|The membrane insertase Oxa1 is required for efficient import of carrier proteins into mitochondria.|
Hildenbeutel M, Theis M, Geier M, Haferkamp I, Neuhaus HE, Herrmann JM, Ott M
J Mol Biol (2012)
Category: mitochondria-biogenesis, mitochondria-transport, protein-membrane, protein transport, yeast ¤ Added: Aug 02, 2012 ¤ Rating: ◊◊
Oxa1 serves as a protein insertase of the mitochondrial inner membrane that is evolutionary related to the bacterial YidC insertase. Its activity is critical for membrane integration of mitochondrial translation products as well as for conservatively sorted inner membrane proteins after their passage through the matrix. All Oxa1 substrates identified thus far have bacterial homologs and are of endosymbiotic origin. Here we show that Oxa1 is critical for the biogenesis of members of the mitochondrial carrier proteins. Deletion mutants lacking Oxa1 show reduced steady state levels and activities of the mitochondrial ATP/ADP carrier protein Aac2. To reduce the risk of indirect effects, we generated a novel temperature-sensitive oxa1 mutant that allows rapid depletion of a mutated Oxa1 variant in situ by mitochondrial proteolysis. Oxa1-depleted mitochondria isolated from this mutant still contain normal levels of the membrane potential and of respiratory chain complexes.

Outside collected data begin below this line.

//! Concurrent device fan-out with per-device retry and timeout.
//!
//! A broadcast dispatches to every targeted device in parallel and waits
//! for all per-device outcomes. One device failing never fails the call;
//! the result map is authoritative and always has exactly one entry per
//! target.

use crate::port::{DeviceError, DevicePayload, OutboundEvent};
use crate::registry::{DeviceRegistry, RegisteredDevice};
use sensoria_core::{DeviceClass, DispatchResult, DispatchStatus, EmotionReading};
use sensoria_emotion::{MappingTables, ModalityBundle};
use sensoria_runtime::WorkPool;
use std::collections::HashMap;
use std::sync::Arc;
use std::time::{Duration, Instant};

#[derive(Debug, Clone)]
pub struct FanOutConfig {
    /// Per-device send deadline.
    pub dispatch_timeout: Duration,
    /// Retries after the first attempt, transient errors only.
    pub max_retries: u32,
    pub backoff_initial: Duration,
    pub backoff_factor: f64,
}

impl Default for FanOutConfig {
    fn default() -> Self {
        Self {
            dispatch_timeout: Duration::from_secs(2),
            max_retries: 2,
            backoff_initial: Duration::from_millis(200),
            backoff_factor: 2.0,
        }
    }
}

/// Content accompanying a broadcast: the text refs some device classes
/// render alongside the modality payloads.
#[derive(Debug, Clone, Default)]
pub struct BroadcastContent {
    pub text: Option<String>,
}

pub struct FanOut {
    registry: Arc<DeviceRegistry>,
    tables: MappingTables,
    pool: WorkPool,
    config: FanOutConfig,
}

impl FanOut {
    pub fn new(
        registry: Arc<DeviceRegistry>,
        tables: MappingTables,
        pool: WorkPool,
        config: FanOutConfig,
    ) -> Self {
        Self {
            registry,
            tables,
            pool,
            config,
        }
    }

    /// Dispatch one emotion reading to the targeted devices (all known
    /// devices when `target_ids` is `None`). Returns one result per target.
    pub async fn broadcast(
        &self,
        session_key: &str,
        plan_generation: u64,
        reading: &EmotionReading,
        content: &BroadcastContent,
        target_ids: Option<&[String]>,
    ) -> HashMap<String, DispatchResult> {
        let targets: Vec<String> = match target_ids {
            Some(ids) => ids.to_vec(),
            None => self.registry.all_ids().await,
        };

        let bundle = self.tables.bundle(reading);
        let mut handles = Vec::with_capacity(targets.len());

        for id in &targets {
            let prepared = self.registry.get(id).await.map(|device| {
                let payload = shape_payload(&device.descriptor.class, &bundle, content);
                (device, payload)
            });
            let id = id.clone();
            let config = self.config.clone();
            let pool = self.pool.clone();
            let session_key = session_key.to_string();
            let emotion = reading.primary;

            let task_id = id.clone();
            let handle = tokio::spawn(async move {
                let _permit = pool.acquire(&session_key).await;
                match prepared {
                    None => DispatchResult {
                        status: DispatchStatus::Failed,
                        attempts: 0,
                        error: Some(format!("not_found: unknown device {}", task_id)),
                        latency_ms: 0,
                    },
                    Some((device, payload)) => {
                        let required = payload.required_capability();
                        if !device.descriptor.has_capability(required) {
                            DispatchResult::skipped_incompatible(&format!(
                                "device {} lacks capability {:?}",
                                task_id, required
                            ))
                        } else {
                            let event = OutboundEvent {
                                session_key: session_key.clone(),
                                plan_generation,
                                emotion,
                                payload,
                            };
                            dispatch_with_retry(&device, &event, &config).await
                        }
                    }
                }
            });
            handles.push((id, handle));
        }

        let mut results = HashMap::with_capacity(targets.len());
        for (id, handle) in handles {
            let result = match handle.await {
                Ok(result) => result,
                Err(e) => {
                    tracing::error!("dispatch task for {} panicked: {}", id, e);
                    DispatchResult {
                        status: DispatchStatus::Failed,
                        attempts: 0,
                        error: Some("internal: dispatch task failed".to_string()),
                        latency_ms: 0,
                    }
                }
            };
            results.insert(id, result);
        }
        results
    }
}

/// Shape the modality bundle into what one device class consumes.
fn shape_payload(
    class: &DeviceClass,
    bundle: &ModalityBundle,
    content: &BroadcastContent,
) -> DevicePayload {
    match class {
        DeviceClass::Watch => DevicePayload::Nudge {
            intensity: bundle.haptic.intensity,
        },
        DeviceClass::ArGlasses => DevicePayload::Ar {
            overlay: bundle.ar.clone(),
            text: content.text.clone(),
        },
        DeviceClass::FullBodyHaptic | DeviceClass::HapticVest => {
            DevicePayload::Haptic(bundle.haptic.clone())
        }
        DeviceClass::Scent | DeviceClass::Taste => DevicePayload::Scent(bundle.scent.clone()),
        DeviceClass::GenericTts => DevicePayload::Speech {
            prosody: bundle.prosody.clone(),
            text: content.text.clone().unwrap_or_default(),
        },
        DeviceClass::GenericDisplay => DevicePayload::Display {
            text: content.text.clone().unwrap_or_default(),
        },
    }
}

/// One device's send loop: timeout per attempt, exponential backoff on
/// transient failures, immediate stop on permanent ones.
async fn dispatch_with_retry(
    device: &RegisteredDevice,
    event: &OutboundEvent,
    config: &FanOutConfig,
) -> DispatchResult {
    let started = Instant::now();
    let mut attempts = 0u32;
    let mut delay = config.backoff_initial;
    let mut last_error: Option<DeviceError> = None;

    while attempts <= config.max_retries {
        attempts += 1;
        let outcome =
            tokio::time::timeout(config.dispatch_timeout, device.port.send(event, config.dispatch_timeout))
                .await;

        let error = match outcome {
            Ok(Ok(())) => {
                let status = if attempts > 1 {
                    DispatchStatus::RetriedSuccess
                } else {
                    DispatchStatus::Success
                };
                return DispatchResult {
                    status,
                    attempts,
                    error: None,
                    latency_ms: started.elapsed().as_millis() as u64,
                };
            }
            Ok(Err(e)) => e,
            Err(_) => DeviceError::timeout(format!(
                "device {} exceeded {}ms deadline",
                device.descriptor.id,
                config.dispatch_timeout.as_millis()
            )),
        };

        let retryable = error.is_transient() && attempts <= config.max_retries;
        tracing::warn!(
            "dispatch to {} failed (attempt {}, retryable={}): {}",
            device.descriptor.id,
            attempts,
            retryable,
            error
        );
        last_error = Some(error);
        if !retryable {
            break;
        }
        tokio::time::sleep(delay).await;
        delay = Duration::from_secs_f64(delay.as_secs_f64() * config.backoff_factor);
    }

    DispatchResult {
        status: DispatchStatus::Failed,
        attempts,
        error: last_error.map(|e| e.to_string()),
        latency_ms: started.elapsed().as_millis() as u64,
    }
}
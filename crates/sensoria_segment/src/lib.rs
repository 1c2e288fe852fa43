//! Language-aware text segmentation.
//!
//! Splits a narrative text into addressable units with highlight metadata
//! and cumulative timing. Input is NFC-normalized first; all offsets are
//! char offsets into that normalized string. Concatenating
//! `separator + text` over the result in index order reproduces it.

pub mod highlight;
pub mod splitter;
pub mod words;

use sensoria_core::{Segment, SegmentStrategy};
use unicode_normalization::UnicodeNormalization;

/// Tunables for one segmentation run.
#[derive(Debug, Clone)]
pub struct SegmentOptions {
    /// Ceiling for adaptive chunks, in chars. 0 disables the cap.
    pub max_chunk_chars: usize,
    /// Reading speed for duration estimates.
    pub reading_wpm: f64,
}

impl Default for SegmentOptions {
    fn default() -> Self {
        Self {
            max_chunk_chars: 500,
            reading_wpm: 200.0,
        }
    }
}

/// Split `text` into segments. Never fails on valid UTF-8; text that went
/// through lossy decoding upstream gets a warning attached to the segments
/// containing the replacement character.
pub fn segment(text: &str, strategy: SegmentStrategy, opts: &SegmentOptions) -> Vec<Segment> {
    let normalized: String = text.nfc().collect();
    let chars: Vec<char> = normalized.chars().collect();
    if chars.iter().all(|c| c.is_whitespace()) {
        return Vec::new();
    }

    let spans = match strategy {
        SegmentStrategy::Sentence => splitter::sentence_spans(&chars, 0, chars.len()),
        SegmentStrategy::Paragraph => splitter::paragraph_spans(&chars, 0, chars.len()),
        SegmentStrategy::Adaptive => {
            let base = if splitter::paragraph_break_count(&chars) >= 2 {
                splitter::paragraph_spans(&chars, 0, chars.len())
            } else {
                splitter::sentence_spans(&chars, 0, chars.len())
            };
            let mut capped = Vec::new();
            for span in base {
                capped.extend(splitter::enforce_cap(&chars, span, opts.max_chunk_chars));
            }
            capped
        }
    };

    build_segments(&chars, &spans, opts)
}

fn build_segments(chars: &[char], spans: &[(usize, usize)], opts: &SegmentOptions) -> Vec<Segment> {
    let mut segments = Vec::with_capacity(spans.len());
    let mut prev_end = 0usize;
    let mut clock = 0.0f64;

    for (index, &(start, end)) in spans.iter().enumerate() {
        let separator: String = chars[prev_end..start].iter().collect();
        let mut text: String = chars[start..end].iter().collect();
        let mut end_char = end;

        // Trailing remainder (whitespace after the final span) is absorbed
        // into the last segment so reconstruction loses nothing.
        if index == spans.len() - 1 && end < chars.len() {
            text.extend(&chars[end..]);
            end_char = chars.len();
        }

        let word_count = words::count_words(&text);
        let est = Segment::duration_for(word_count, opts.reading_wpm);
        let highlights = highlight::extract(&chars[start..end], start);
        let warning = if text.contains('\u{FFFD}') {
            Some("input contained invalid bytes; replaced with U+FFFD".to_string())
        } else {
            None
        };

        segments.push(Segment {
            id: format!("seg-{index:04}"),
            index,
            text,
            separator,
            start_char: start,
            end_char,
            word_count,
            est_duration_seconds: est,
            start_time_seconds: clock,
            highlights,
            warning,
        });
        clock += est;
        prev_end = end_char;
    }

    segments
}

/// Reassemble the normalized input from a segment list. Inverse of
/// [`segment`]; used by tests and the reconstruction invariant.
pub fn reconstruct(segments: &[Segment]) -> String {
    let mut out = String::new();
    for seg in segments {
        out.push_str(&seg.separator);
        out.push_str(&seg.text);
    }
    out
}
//! Connectors: uniform interface over outbound I/O with connector-level
//! retries and timeouts.
//!
//! Retries apply to transient failures only (429, 5xx, network errors);
//! client errors fail immediately. Backoff is exponential from
//! `backoff_initial_ms` with `backoff_factor`.

use anyhow::{bail, Context, Result};
use async_trait::async_trait;
use reqwest::StatusCode;
use serde_json::Value;
use std::time::Duration;

/// Retry/timeout policy every connector exposes.
#[derive(Debug, Clone)]
pub struct ConnectorConfig {
    pub timeout_ms: u64,
    /// Retries after the first attempt.
    pub max_retries: u32,
    pub backoff_initial_ms: u64,
    pub backoff_factor: f64,
}

impl Default for ConnectorConfig {
    fn default() -> Self {
        Self {
            timeout_ms: 10_000,
            max_retries: 2,
            backoff_initial_ms: 200,
            backoff_factor: 2.0,
        }
    }
}

impl ConnectorConfig {
    /// Backoff delay before retry `n` (1-based).
    pub fn backoff_delay(&self, retry: u32) -> Duration {
        let ms = self.backoff_initial_ms as f64
            * self.backoff_factor.powi(retry.saturating_sub(1) as i32);
        Duration::from_millis(ms as u64)
    }
}

/// Common connector surface. Service-specific verbs live on the concrete
/// types; this trait covers lifecycle and identification.
#[async_trait]
pub trait Connector: Send + Sync {
    fn name(&self) -> &'static str;

    async fn connect(&self) -> Result<()> {
        Ok(())
    }

    async fn disconnect(&self) -> Result<()> {
        Ok(())
    }
}

fn is_retryable_status(status: StatusCode) -> bool {
    status == StatusCode::TOO_MANY_REQUESTS
        || status == StatusCode::REQUEST_TIMEOUT
        || status.is_server_error()
}

/// HTTP connector with JSON verbs.
#[derive(Debug, Clone)]
pub struct HttpConnector {
    client: reqwest::Client,
    base_url: String,
    config: ConnectorConfig,
}

impl HttpConnector {
    pub fn new(base_url: &str, config: ConnectorConfig) -> Result<Self> {
        let client = reqwest::Client::builder()
            .timeout(Duration::from_millis(config.timeout_ms))
            .build()
            .context("Failed to build HTTP client")?;
        Ok(Self {
            client,
            base_url: base_url.trim_end_matches('/').to_string(),
            config,
        })
    }

    pub fn base_url(&self) -> &str {
        &self.base_url
    }

    pub fn config(&self) -> &ConnectorConfig {
        &self.config
    }

    /// POST a JSON body, returning the parsed JSON response.
    pub async fn post_json(&self, path: &str, body: &Value) -> Result<Value> {
        self.request_with_retry(|| {
            self.client
                .post(format!("{}{}", self.base_url, path))
                .json(body)
        })
        .await
    }

    /// GET a JSON response.
    pub async fn get_json(&self, path: &str) -> Result<Value> {
        self.request_with_retry(|| self.client.get(format!("{}{}", self.base_url, path)))
            .await
    }

    async fn request_with_retry<F>(&self, build: F) -> Result<Value>
    where
        F: Fn() -> reqwest::RequestBuilder,
    {
        let attempts = self.config.max_retries + 1;
        let mut last_error = None;

        for attempt in 1..=attempts {
            match build().send().await {
                Ok(response) => {
                    let status = response.status();
                    if status.is_success() {
                        if attempt > 1 {
                            tracing::info!(
                                "http connector recovered on attempt {}/{}",
                                attempt,
                                attempts
                            );
                        }
                        return response
                            .json::<Value>()
                            .await
                            .context("Failed to parse JSON response");
                    }
                    let body = response.text().await.unwrap_or_default();
                    if !is_retryable_status(status) {
                        bail!("http error {}: {}", status, truncate(&body, 200));
                    }
                    tracing::warn!(
                        "http {} on attempt {}/{}: {}",
                        status,
                        attempt,
                        attempts,
                        truncate(&body, 200)
                    );
                    last_error = Some(format!("{}: {}", status, truncate(&body, 200)));
                }
                Err(e) => {
                    tracing::warn!("http network error on attempt {}/{}: {}", attempt, attempts, e);
                    last_error = Some(e.to_string());
                }
            }

            if attempt < attempts {
                tokio::time::sleep(self.config.backoff_delay(attempt)).await;
            }
        }

        bail!(
            "all {} attempts failed: {}",
            attempts,
            last_error.unwrap_or_else(|| "unknown".to_string())
        )
    }
}

#[async_trait]
impl Connector for HttpConnector {
    fn name(&self) -> &'static str {
        "http"
    }
}

fn truncate(s: &str, limit: usize) -> String {
    s.chars().take(limit).collect()
}
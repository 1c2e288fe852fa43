//! API-key authentication and the per-key token bucket.
//!
//! Keys come from configuration (`SENSORIA_API_KEYS`). An empty key set
//! disables auth for local development. The authenticated subject (the key
//! itself) is stashed in request extensions for quota accounting.

use axum::extract::{Request, State};
use axum::http::header::AUTHORIZATION;
use axum::middleware::Next;
use axum::response::Response;
use sensoria_core::Error;
use std::collections::HashSet;
use std::collections::HashMap;
use std::time::Instant;
use tokio::sync::Mutex;

use crate::error::ApiError;
use crate::state::AppState;

const API_KEY_HEADER: &str = "x-api-key";

/// The accepted key set.
#[derive(Debug, Default)]
pub struct AuthKeys {
    keys: HashSet<String>,
}

impl AuthKeys {
    pub fn new(keys: &[String]) -> Self {
        Self {
            keys: keys.iter().cloned().collect(),
        }
    }

    pub fn enabled(&self) -> bool {
        !self.keys.is_empty()
    }

    pub fn accepts(&self, key: &str) -> bool {
        self.keys.contains(key)
    }
}

/// The authenticated caller, one per request.
#[derive(Debug, Clone)]
pub struct Subject(pub String);

fn extract_key(request: &Request) -> Option<String> {
    if let Some(key) = request
        .headers()
        .get(API_KEY_HEADER)
        .and_then(|v| v.to_str().ok())
    {
        return Some(key.to_string());
    }
    request
        .headers()
        .get(AUTHORIZATION)
        .and_then(|v| v.to_str().ok())
        .and_then(|v| v.strip_prefix("Bearer "))
        .map(str::to_string)
}

/// Middleware on every protected route: authenticate, then rate-limit.
pub async fn require_auth(
    State(state): State<AppState>,
    mut request: Request,
    next: Next,
) -> Result<Response, ApiError> {
    let subject = if state.auth.enabled() {
        let key = extract_key(&request)
            .ok_or_else(|| Error::unauthorized("missing API key or bearer token"))?;
        if !state.auth.accepts(&key) {
            return Err(Error::unauthorized("unknown API key").into());
        }
        key
    } else {
        "anonymous".to_string()
    };

    if !state.limiter.check(&subject).await {
        return Err(Error::quota_exceeded("rate limit exceeded")
            .with_hint("slow down; the per-key bucket refills continuously")
            .into());
    }

    request.extensions_mut().insert(Subject(subject));
    Ok(next.run(request).await)
}

/// Token bucket per source key.
pub struct RateLimiter {
    rate_per_sec: f64,
    burst: f64,
    buckets: Mutex<HashMap<String, Bucket>>,
}

struct Bucket {
    tokens: f64,
    refilled_at: Instant,
}

impl RateLimiter {
    pub fn new(rate_per_sec: u32, burst: u32) -> Self {
        Self {
            rate_per_sec: rate_per_sec.max(1) as f64,
            burst: burst.max(1) as f64,
            buckets: Mutex::new(HashMap::new()),
        }
    }

    /// Take one token; false means the caller is over its burst budget.
    pub async fn check(&self, key: &str) -> bool {
        let mut buckets = self.buckets.lock().await;
        let now = Instant::now();
        let bucket = buckets.entry(key.to_string()).or_insert(Bucket {
            tokens: self.burst,
            refilled_at: now,
        });
        let elapsed = now.duration_since(bucket.refilled_at).as_secs_f64();
        bucket.tokens = (bucket.tokens + elapsed * self.rate_per_sec).min(self.burst);
        bucket.refilled_at = now;
        if bucket.tokens >= 1.0 {
            bucket.tokens -= 1.0;
            true
        } else {
            false
        }
    }
}
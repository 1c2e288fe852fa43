//! Capability descriptors: agents declare what they consume and produce,
//! and the orchestrator wires them by capability, not by concrete type.

use serde::{Deserialize, Serialize};
use std::collections::HashMap;

/// Declares one agent's contract: named input/output shapes plus the
/// connectors it needs at runtime.
#[derive(Debug, Clone, PartialEq, Eq, Serialize, Deserialize)]
pub struct CapabilityDescriptor {
    /// Agent name, unique within a registry ("reader", "emotion", ...).
    pub name: String,
    /// Input shape names this agent accepts ("text", "image_bytes", ...).
    pub inputs: Vec<String>,
    /// Output shape names it produces ("segments", "emotion_reading", ...).
    pub outputs: Vec<String>,
    /// Connector names it requires ("http", "sql", "vector").
    pub connectors: Vec<String>,
}

impl CapabilityDescriptor {
    pub fn new(name: &str) -> Self {
        Self {
            name: name.to_string(),
            inputs: Vec::new(),
            outputs: Vec::new(),
            connectors: Vec::new(),
        }
    }

    pub fn consumes(mut self, shape: &str) -> Self {
        self.inputs.push(shape.to_string());
        self
    }

    pub fn produces(mut self, shape: &str) -> Self {
        self.outputs.push(shape.to_string());
        self
    }

    pub fn requires(mut self, connector: &str) -> Self {
        self.connectors.push(connector.to_string());
        self
    }
}

/// Registry the orchestrator composes against.
#[derive(Debug, Default)]
pub struct CapabilityRegistry {
    agents: HashMap<String, CapabilityDescriptor>,
}

impl CapabilityRegistry {
    pub fn new() -> Self {
        Self::default()
    }

    /// Register a descriptor. Re-registering a name replaces it.
    pub fn register(&mut self, descriptor: CapabilityDescriptor) {
        if self
            .agents
            .insert(descriptor.name.clone(), descriptor.clone())
            .is_some()
        {
            tracing::debug!("capability {} re-registered", descriptor.name);
        }
    }

    pub fn get(&self, name: &str) -> Option<&CapabilityDescriptor> {
        self.agents.get(name)
    }

    /// All agents producing a given output shape, sorted by name so wiring
    /// is deterministic.
    pub fn producers_of(&self, output: &str) -> Vec<&CapabilityDescriptor> {
        let mut found: Vec<&CapabilityDescriptor> = self
            .agents
            .values()
            .filter(|d| d.outputs.iter().any(|o| o == output))
            .collect();
        found.sort_by(|a, b| a.name.cmp(&b.name));
        found
    }

    /// All agents that accept a given input shape, sorted by name.
    pub fn consumers_of(&self, input: &str) -> Vec<&CapabilityDescriptor> {
        let mut found: Vec<&CapabilityDescriptor> = self
            .agents
            .values()
            .filter(|d| d.inputs.iter().any(|i| i == input))
            .collect();
        found.sort_by(|a, b| a.name.cmp(&b.name));
        found
    }

    pub fn len(&self) -> usize {
        self.agents.len()
    }

    pub fn is_empty(&self) -> bool {
        self.agents.is_empty()
    }
}

#[cfg(test)]
mod tests {
    use super::*;

    fn sample_registry() -> CapabilityRegistry {
        let mut reg = CapabilityRegistry::new();
        reg.register(
            CapabilityDescriptor::new("reader")
                .consumes("text")
                .produces("segments"),
        );
        reg.register(
            CapabilityDescriptor::new("emotion")
                .consumes("text")
                .consumes("image_bytes")
                .produces("emotion_reading")
                .requires("http"),
        );
        reg.register(
            CapabilityDescriptor::new("memory")
                .consumes("query")
                .produces("preferences")
                .requires("sql"),
        );
        reg
    }

    #[test]
    fn test_lookup_by_name() {
        let reg = sample_registry();
        assert!(reg.get("reader").is_some());
        assert!(reg.get("missing").is_none());
    }

    #[test]
    fn test_producers_of() {
        let reg = sample_registry();
        let producers = reg.producers_of("emotion_reading");
        assert_eq!(producers.len(), 1);
        assert_eq!(producers[0].name, "emotion");
    }

    #[test]
    fn test_consumers_of_text_sorted() {
        let reg = sample_registry();
        let consumers = reg.consumers_of("text");
        let names: Vec<&str> = consumers.iter().map(|d| d.name.as_str()).collect();
        assert_eq!(names, vec!["emotion", "reader"]);
    }

    #[test]
    fn test_reregister_replaces() {
        let mut reg = sample_registry();
        reg.register(CapabilityDescriptor::new("reader").produces("chunks"));
        assert_eq!(reg.len(), 3);
        assert_eq!(reg.get("reader").unwrap().outputs, vec!["chunks"]);
    }
}
//! Concrete port providers: mock implementations for offline runs and
//! HTTP-backed ones for configured remote services.
//!
//! The mock providers keep the whole system runnable with no network and
//! no keys; wiring picks between them from config.

use crate::connector::{ConnectorConfig, HttpConnector};
use anyhow::{anyhow, Context, Result};
use async_trait::async_trait;
use base64::Engine;
use sensoria_core::ports::{SttOutput, SttPort, TextClassifierPort, TtsOutput, TtsPort};
use sensoria_core::{EmotionLabel, EmotionReading, EmotionSource, ProsodyPreset};
use serde_json::json;

// ============================================================================
// TTS
// ============================================================================

/// Deterministic offline TTS. Produces a data-free mock payload whose
/// duration estimate follows the prosody rate, so playback plans stay
/// meaningful without a real synthesizer.
pub struct MockTts {
    voice_fallback: String,
}

impl MockTts {
    pub fn new(voice_fallback: &str) -> Self {
        Self {
            voice_fallback: voice_fallback.to_string(),
        }
    }

    fn estimate_duration(text: &str, rate: f32) -> f64 {
        // ~2.5 words per second at rate 1.0.
        let words = text.split_whitespace().count().max(1) as f64;
        words / (2.5 * rate as f64)
    }
}

#[async_trait]
impl TtsPort for MockTts {
    async fn synthesize(&self, text: &str, prosody: &ProsodyPreset) -> Result<TtsOutput> {
        let voice = if prosody.voice_id.is_empty() {
            self.voice_fallback.clone()
        } else {
            prosody.voice_id.clone()
        };
        let payload = format!("mock-audio:{}:{}", voice, text);
        Ok(TtsOutput {
            audio_url: None,
            audio_base64: Some(base64::engine::general_purpose::STANDARD.encode(payload)),
            duration_seconds: Self::estimate_duration(text, prosody.rate),
            format: "mp3".to_string(),
            provider: "mock".to_string(),
            voice,
        })
    }

    async fn playback_url(
        &self,
        session_id: &str,
        _text: &str,
        prosody: &ProsodyPreset,
    ) -> Result<String> {
        Ok(format!(
            "mock://tts/{}?voice={}",
            session_id, prosody.voice_id
        ))
    }

    fn provider_name(&self) -> &'static str {
        "mock"
    }

    fn supports_emotion(&self) -> bool {
        true
    }
}

/// HTTP TTS provider. The remote contract mirrors `TtsOutput`.
pub struct HttpTts {
    connector: HttpConnector,
}

impl HttpTts {
    pub fn new(base_url: &str, config: ConnectorConfig) -> Result<Self> {
        Ok(Self {
            connector: HttpConnector::new(base_url, config)?,
        })
    }
}

#[async_trait]
impl TtsPort for HttpTts {
    async fn synthesize(&self, text: &str, prosody: &ProsodyPreset) -> Result<TtsOutput> {
        let body = json!({
            "text": text,
            "voice": prosody.voice_id,
            "rate": prosody.rate,
            "pitch": prosody.pitch,
            "volume": prosody.volume,
        });
        let value = self.connector.post_json("/synthesize", &body).await?;
        serde_json::from_value(value).context("Malformed TTS response")
    }

    async fn playback_url(
        &self,
        session_id: &str,
        _text: &str,
        _prosody: &ProsodyPreset,
    ) -> Result<String> {
        // The remote service streams by session; the URL itself is opaque
        // to us and to clients.
        Ok(format!("{}/stream/{}", self.connector.base_url(), session_id))
    }

    fn provider_name(&self) -> &'static str {
        "http"
    }

    fn supports_emotion(&self) -> bool {
        true
    }
}

// ============================================================================
// STT
// ============================================================================

/// Offline STT stand-in.
pub struct MockStt;

#[async_trait]
impl SttPort for MockStt {
    async fn transcribe(&self, audio: &[u8], language: Option<&str>) -> Result<SttOutput> {
        if audio.is_empty() {
            return Err(anyhow!("empty audio payload"));
        }
        Ok(SttOutput {
            text: "(mock transcription)".to_string(),
            confidence: 0.9,
            language: language.unwrap_or("zh-TW").to_string(),
            // 16 kHz mono 16-bit is 32 kB per second.
            duration_seconds: audio.len() as f64 / 32_000.0,
            provider: "mock".to_string(),
        })
    }

    fn provider_name(&self) -> &'static str {
        "mock"
    }
}

// ============================================================================
// Remote emotion classifier
// ============================================================================

/// HTTP text emotion classifier speaking `{text} -> {label, intensity,
/// secondary, confidence, features}`. Labels outside the closed set
/// collapse to neutral.
pub struct HttpTextClassifier {
    connector: HttpConnector,
}

impl HttpTextClassifier {
    pub fn new(base_url: &str, config: ConnectorConfig) -> Result<Self> {
        Ok(Self {
            connector: HttpConnector::new(base_url, config)?,
        })
    }
}

#[async_trait]
impl TextClassifierPort for HttpTextClassifier {
    async fn classify_text(&self, text: &str) -> Result<EmotionReading> {
        let value = self
            .connector
            .post_json("/classify", &json!({ "text": text }))
            .await?;

        let label = value
            .get("label")
            .and_then(|v| v.as_str())
            .and_then(EmotionLabel::parse_str)
            .unwrap_or(EmotionLabel::Neutral);
        let intensity = value
            .get("intensity")
            .and_then(|v| v.as_f64())
            .unwrap_or(0.5) as f32;
        let confidence = value
            .get("confidence")
            .and_then(|v| v.as_f64())
            .unwrap_or(0.5) as f32;
        let secondary = value
            .get("secondary")
            .and_then(|v| v.as_array())
            .map(|arr| {
                arr.iter()
                    .filter_map(|v| v.as_str())
                    .filter_map(EmotionLabel::parse_str)
                    .collect()
            })
            .unwrap_or_default();
        let features = value
            .get("features")
            .and_then(|v| v.as_str())
            .unwrap_or("remote")
            .to_string();

        Ok(EmotionReading::new(
            label,
            intensity,
            secondary,
            features,
            EmotionSource::Text,
            confidence,
        ))
    }
}

#[cfg(test)]
mod tests {
    use super::*;

    #[tokio::test]
    async fn test_mock_tts_synthesize() {
        let tts = MockTts::new("normal");
        let prosody = ProsodyPreset::new("cheerful", 1.1, 1.1, 1.0);
        let out = tts.synthesize("hello there friend", &prosody).await.unwrap();
        assert_eq!(out.provider, "mock");
        assert_eq!(out.voice, "cheerful");
        assert!(out.audio_base64.is_some());
        assert!(out.duration_seconds > 0.0);
    }

    #[tokio::test]
    async fn test_mock_tts_rate_shortens_duration() {
        let tts = MockTts::new("normal");
        let slow = tts
            .synthesize("one two three four", &ProsodyPreset::new("v", 0.9, 1.0, 1.0))
            .await
            .unwrap();
        let fast = tts
            .synthesize("one two three four", &ProsodyPreset::new("v", 1.2, 1.0, 1.0))
            .await
            .unwrap();
        assert!(fast.duration_seconds < slow.duration_seconds);
    }

    #[tokio::test]
    async fn test_mock_playback_url_is_per_session() {
        let tts = MockTts::new("normal");
        let prosody = ProsodyPreset::new("v", 1.0, 1.0, 1.0);
        let a = tts.playback_url("s1", "x", &prosody).await.unwrap();
        let b = tts.playback_url("s2", "x", &prosody).await.unwrap();
        assert_ne!(a, b);
        assert!(a.contains("s1"));
    }

    #[tokio::test]
    async fn test_mock_stt_rejects_empty_audio() {
        assert!(MockStt.transcribe(&[], None).await.is_err());
        let out = MockStt.transcribe(&[0u8; 64_000], Some("en")).await.unwrap();
        assert_eq!(out.language, "en");
        assert!((out.duration_seconds - 2.0).abs() < 1e-9);
    }
}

Nevertheless, in vitro import experiments showed severely reduced import rates of Aac2 and other members of the carrier family whereas the import of matrix proteins was unaffected. From this we conclude that Oxa1 is directly or indirectly required for efficient biogenesis of carrier proteins. This was unexpected, since carrier proteins are inserted into the inner membrane from the intermembrane space side and lack bacterial homologs. Our observations suggest that the function of Oxa1 is not only relevant for the biogenesis of conserved mitochondrial components like respiratory chain complexes or ABC transporters but also for mitochondria-specific membrane proteins of eukaryotic origin.